BizHawk has a Speed and an Alternate Speed. Speed and Alternate Speed can be set between 25-400% in the menu. The Speed (only) currently can be set by hotkey (minus and equals by default). The Alternate Speed is used by the 'fast forward' hotkey (tab by default); therefore it doubles as a slow-motion hotkey. To change the alternate speed, ctrl+click in the menu. A fast-forward icon will show on that menu item.
You can select from one of four throttles: Clock, Audio, Vsync, and None (uncheck any of the throttles.) Clock throttle syncs the game to its real speed. Audio and scrolling may hiccup. Audio throttle syncs the game's audio output to your system; therefore scrolling may hiccup. Vsync throttling syncs the game's video output to your system's vsync. Therefore audio may hiccup and the game's speed may be wildly wrong.
The actual VSync option is independent of all of the above. You obviously need it for the VSync throttle, but its usefulness and results may vary with other throttles. It may also still be useful for minimizing screen tearing when playing PAL games, but it will cause serious scroll juddering. It may also still be useful for minimizing screen tearing when fastforwarding or otherwise playing games at high speeds.
Besides that, at any time, you may use the Unthrottled menu item or hotkey to disable whichever throttling method you've selected. The 'Turbo' hotkey (shift+tab by default) is almost exactly the same as unthrottling (but not exactly). There is a difference in how they treat sound.
By the way, the None throttle simply runs frames without throttling. The differences between this and Unthrottled are unclear. There may be some subtle differences?
The Skip 0 and 1..9 options are supposed to affect the maximum number of frames that can be 'skipped' by the throttle subsystem in an effort to meet its target. Most people will want to set Skip to 0, but Skip 9 can be useful for high levels of turboing.
For even more massive amounts of turboing, be sure to disable sound. Unthrottling will continue generating sound unless sound is enabled.
For even still more massive amounts of turboing, use Config > Display > Misc and set to Absolute Zero. This will prevent even 1/9 of the frames from displaying and eliminate other overhead.

Transport Controls

BizHawk follows conventions of other TASing emulators, but has striven to clarify them and demonstrate best pratices.
By default, the `Pause` key pauses emulation.
Frame Advance is bound to `F`. Pressing it always pauses the emulator. It advances one frame when tapped; but when holding down for a second or so (this duration is configurable as FrameProgressDelayMs), this means "Frame Progress". Emulation will proceed just as if the emulator were unpaused.
Rewind is bound to `Shift+R`. It may not work all the time; it depends on the settings at Config > Rewind & States. Tapping Rewind while the emulator is paused acts as Frame Rewind (it's the opposite of Frame Advance.) Correspondingly, holding Rewind results in... just plain rewinding. Call it "Frame Unprogress" if you want to be hilarious.
We should probably write a lot about the rewind system here and all the zany options, but maybe that should go to a Savestates section instead.

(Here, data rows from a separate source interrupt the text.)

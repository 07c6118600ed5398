//! Widget trait and common widget state.

pub mod core;
pub mod traits;

pub use core::{WidgetCore, WidgetId};
pub use traits::Widget;
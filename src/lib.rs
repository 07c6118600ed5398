//! # coffer-tui
//!
//! A retained-mode layout and compositing core for terminal user interfaces.
//!
//! coffer-tui provides the box-packing, canvas-compositing, and scrolling
//! machinery a text-mode widget toolkit is built on: containers pack children
//! with expand/fill/padding semantics, every parent/child pair draws through a
//! private off-screen canvas composited into its parent, and scrollable
//! viewports translate child content coordinates into a bounded visible window
//! kept in sync with scrollbar sliders.
//!
//! ## Core Systems
//!
//! - **[`geometry`]** — Offset, Size, Region, Orientation primitives
//! - **[`event`]** — Event flags and callback listener registration
//! - **[`layout`]** — Space allocation arithmetic and the box-packing engine
//! - **[`widget`]** — Widget trait and common widget state
//! - **[`render`]** — Cells, themes, off-screen canvases, per-child surfaces
//! - **[`scroll`]** — Adjustments, viewport axis solving, slider geometry
//! - **[`widgets`]** — Built-in containers: PackedBox, Scrollbar, ScrolledViewport
//! - **[`testing`]** — Canvas-to-string helpers and fixture widgets for tests

// Foundation
pub mod geometry;

// Events and listeners
pub mod event;

// Layout arithmetic
pub mod layout;

// Widget system
pub mod widget;

// Rendering
pub mod render;

// Scrolling
pub mod scroll;

// Built-in containers
pub mod widgets;

// Test support
pub mod testing;
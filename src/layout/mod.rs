//! Space allocation arithmetic and the box-packing engine.

pub mod engine;
pub mod space;

pub use engine::{aggregate_request, compute_placements, BoxLayout, PackRequest, PackType, Placement};
pub use space::{distribute, solve_space_alloc, DistributeError};
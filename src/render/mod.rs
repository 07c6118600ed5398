//! Cells, themes, off-screen canvases, and per-child surfaces.

pub mod canvas;
pub mod cell;
pub mod surface;

pub use canvas::{Canvas, CanvasError};
pub use cell::{Cell, CellStyle, Theme};
pub use surface::SurfaceSet;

Appendix A: Skipped Frames

Traditionally emulators 'skip frames' in order to keep up with timing demands. This means they bypass a lot of drawing operations, doing only the required CPU work. However, for many more modern emulators, the drawing is an indispensable part of the emulation; moreover, TASing emulators are less forgiving of the drawbacks to emulation accuracy which can be caused by attempting nevertheless to skip an indispensible part of emulation. So skipping frames probably doesn't work as well in BizHawk as it does in a lot of other emulators.